Once you've initialized an `ImageAnalysisClient`, you need to select one or more visual features to analyze. The options are specified by the enum class `VisualFeatures`. The following features are supported:

1. `VisualFeatures.CAPTION` ([Examples](#generate-an-image-caption-for-an-image-file) | [Samples](https://github.com/Azure/azure-sdk-for-python/tree/main/sdk/vision/azure-ai-vision-imageanalysis/samples)): Generate a human-readable sentence that describes the content of an image.
1. `VisualFeatures.READ` ([Examples](#extract-text-from-an-image-file) | [Samples](https://github.com/Azure/azure-sdk-for-python/tree/main/sdk/vision/azure-ai-vision-imageanalysis/samples)): Also known as Optical Character Recognition (OCR). Extract printed or handwritten text from images. **Note**: For extracting text from PDF, Office, and HTML documents and document images, use the Document Intelligence service with the [Read model](https://learn.microsoft.com/azure/ai-services/document-intelligence/concept-read?view=doc-intel-4.0.0). This model is optimized for text-heavy digital and scanned documents with an asynchronous REST API that makes it easy to power your intelligent document processing scenarios. This service is separate from the Image Analysis service and has its own SDK.
1. `VisualFeatures.DENSE_CAPTIONS` ([Samples](https://github.com/Azure/azure-sdk-for-python/tree/main/sdk/vision/azure-ai-vision-imageanalysis/samples)): Dense Captions provides more details by generating one-sentence captions for up to 10 different regions in the image, including one for the whole image. 
1. `VisualFeatures.TAGS` ([Samples](https://github.com/Azure/azure-sdk-for-python/tree/main/sdk/vision/azure-ai-vision-imageanalysis/samples)): Extract content tags for thousands of recognizable objects, living beings, scenery, and actions that appear in images.
1. `VisualFeatures.OBJECTS` ([Samples](https://github.com/Azure/azure-sdk-for-python/tree/main/sdk/vision/azure-ai-vision-imageanalysis/samples)): Object detection. This is similar to tagging, but focused on detecting physical objects in the image and returning their location.
1. `VisualFeatures.SMART_CROPS` ([Samples](https://github.com/Azure/azure-sdk-for-python/tree/main/sdk/vision/azure-ai-vision-imageanalysis/samples)): Used to find a representative sub-region of the image for thumbnail generation, with priority given to include faces.
1. `VisualFeatures.PEOPLE` ([Samples](https://github.com/Azure/azure-sdk-for-python/tree/main/sdk/vision/azure-ai-vision-imageanalysis/samples)): Detect people in the image and return their location.

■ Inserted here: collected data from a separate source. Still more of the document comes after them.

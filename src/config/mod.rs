//! Configuration management module
//!
//! This module handles loading, saving, and managing application configuration.
//! Configuration is stored in %APPDATA%\TextMatch\config.json with atomic writes
//! to prevent corruption. The detection endpoint base URL can be overridden at
//! startup through the `TEXTMATCH_API_URL` environment variable.

pub mod manager;
pub mod models;

pub use manager::ConfigManager;
pub use models::{AppConfig, EndpointConfig, UserPreferences, WindowState};
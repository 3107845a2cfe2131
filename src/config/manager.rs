//! Configuration manager for loading and saving application configuration
//!
//! Configuration lives in %APPDATA%\TextMatch\config.json (falling back to the
//! working directory when APPDATA is unset). Saves go through a temporary file
//! that is persisted over the target so a crash mid-write cannot leave a
//! truncated config behind.

use crate::config::models::AppConfig;
use crate::error::{Result, TextMatchError};
use std::io::Write;
use std::path::PathBuf;
use tempfile::NamedTempFile;
use tracing::{info, warn};

/// Configuration manager
pub struct ConfigManager;

impl ConfigManager {
    /// Get the path to the configuration file
    ///
    /// Returns: %APPDATA%\TextMatch\config.json
    pub fn get_config_path() -> PathBuf {
        let appdata = std::env::var("APPDATA").unwrap_or_else(|_| ".".to_string());
        PathBuf::from(appdata).join("TextMatch").join("config.json")
    }

    /// Ensure the configuration directory exists
    ///
    /// Creates %APPDATA%\TextMatch if it doesn't exist
    pub fn ensure_config_dir() -> Result<PathBuf> {
        let config_path = Self::get_config_path();
        let config_dir = config_path.parent().ok_or_else(|| {
            TextMatchError::ConfigError(crate::error::StringError::new("Invalid config path"))
        })?;

        std::fs::create_dir_all(config_dir)?;
        Ok(config_dir.to_path_buf())
    }

    /// Load configuration from disk
    ///
    /// If the configuration file doesn't exist or is corrupt, returns default
    /// configuration. A corrupt file is logged but never fatal.
    pub fn load() -> Result<AppConfig> {
        let config_path = Self::get_config_path();

        if !config_path.exists() {
            info!("Configuration file not found, using defaults");
            return Ok(AppConfig::default());
        }

        let json = std::fs::read_to_string(&config_path)?;

        match serde_json::from_str(&json) {
            Ok(config) => {
                info!("Configuration loaded successfully");
                Ok(config)
            }
            Err(e) => {
                warn!("Failed to parse configuration, using defaults: {}", e);
                Ok(AppConfig::default())
            }
        }
    }

    /// Save configuration to disk with atomic write
    ///
    /// Writes to a temporary file in the config directory, then persists it
    /// over the target path.
    pub fn save(config: &AppConfig) -> Result<()> {
        let config_dir = Self::ensure_config_dir()?;
        let config_path = Self::get_config_path();

        let json = serde_json::to_string_pretty(config)?;

        let mut temp_file = NamedTempFile::new_in(&config_dir)?;
        temp_file.write_all(json.as_bytes())?;
        temp_file
            .persist(&config_path)
            .map_err(|e| TextMatchError::ConfigError(Box::new(e)))?;

        info!("Configuration saved successfully");
        Ok(())
    }
}
//! Configuration data models
//!
//! This module defines the data structures used for application configuration.

use serde::{Deserialize, Serialize};

/// Default base URL for a locally running detection service
pub const DEFAULT_BASE_URL: &str = "http://127.0.0.1:5000";

/// Detection endpoint settings
#[derive(Debug, Clone, Serialize, Deserialize)]
pub struct EndpointConfig {
    /// Base URL of the detection service
    pub base_url: String,
}

impl EndpointConfig {
    /// Environment variable that overrides the configured base URL
    pub const BASE_URL_ENV: &'static str = "TEXTMATCH_API_URL";

    /// Resolve the effective base URL.
    ///
    /// Resolution order: the `TEXTMATCH_API_URL` environment variable if set
    /// and non-empty, otherwise the value from the configuration file. The
    /// returned string is not yet validated as a URL; `DetectionClient::new`
    /// rejects values that do not parse.
    pub fn resolved_base_url(&self) -> String {
        std::env::var(Self::BASE_URL_ENV)
            .ok()
            .filter(|value| !value.trim().is_empty())
            .unwrap_or_else(|| self.base_url.clone())
    }
}

/// Top-level application configuration
#[derive(Debug, Clone, Serialize, Deserialize)]
pub struct AppConfig {
    /// Detection endpoint settings
    pub endpoint: EndpointConfig,
    /// User preferences
    pub preferences: UserPreferences,
    /// Window state for persistence
    pub window_state: WindowState,
}

/// User preferences and settings
#[derive(Debug, Clone, Serialize, Deserialize)]
pub struct UserPreferences {
    /// Transport-layer timeout for detection requests in seconds
    pub request_timeout_secs: u64,
}

/// Window state for position and size persistence
#[derive(Debug, Clone, Serialize, Deserialize)]
pub struct WindowState {
    /// X position
    pub x: i32,
    /// Y position
    pub y: i32,
    /// Window width
    pub width: u32,
    /// Window height
    pub height: u32,
}

impl Default for EndpointConfig {
    fn default() -> Self {
        Self {
            base_url: DEFAULT_BASE_URL.to_string(),
        }
    }
}

impl Default for AppConfig {
    fn default() -> Self {
        Self {
            endpoint: EndpointConfig::default(),
            preferences: UserPreferences::default(),
            window_state: WindowState::default(),
        }
    }
}

impl Default for UserPreferences {
    fn default() -> Self {
        Self {
            request_timeout_secs: 30,
        }
    }
}

impl Default for WindowState {
    fn default() -> Self {
        Self {
            x: 100,
            y: 100,
            width: 720,
            height: 640,
        }
    }
}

For more information about these features, see [Image Analysis overview](https://learn.microsoft.com/azure/ai-services/computer-vision/overview-image-analysis?tabs=4-0), and the [Concepts](https://learn.microsoft.com/azure/ai-services/computer-vision/concept-tag-images-40) page.

### Analyze from image buffer or URL

The `ImageAnalysisClient` has two overloads for the method `analyze`:
* Analyze an image from an input [bytes](https://docs.python.org/3/library/stdtypes.html#bytes-objects) object. The client will upload the image to the service as part of the REST request.
* Analyze an image from a publicly-accessible URL. The client will send the image URL to the service. The service will fetch the image.

The examples below show how to do both. The `analyze` from an input `bytes` object examples populate the `bytes` object by loading an image from a file on disk.

### Supported image formats

Image Analysis works on images that meet the following requirements:
* The image must be presented in JPEG, PNG, GIF, BMP, WEBP, ICO, TIFF, or MPO format
* The file size of the image must be less than 20 megabytes (MB)
* The dimensions of the image must be greater than 50 x 50 pixels and less than 16,000 x 16,000 pixels


## Examples

The following sections provide code snippets covering these common Image Analysis scenarios:

* [Generate an image caption for an image file](#generate-an-image-caption-for-an-image-file)
* [Generate an image caption for an image URL](#generate-an-image-caption-for-an-image-url)
* [Extract text (OCR) from an image file](#extract-text-from-an-image-file)
* [Extract text (OCR) from an image URL](#extract-text-from-an-image-url)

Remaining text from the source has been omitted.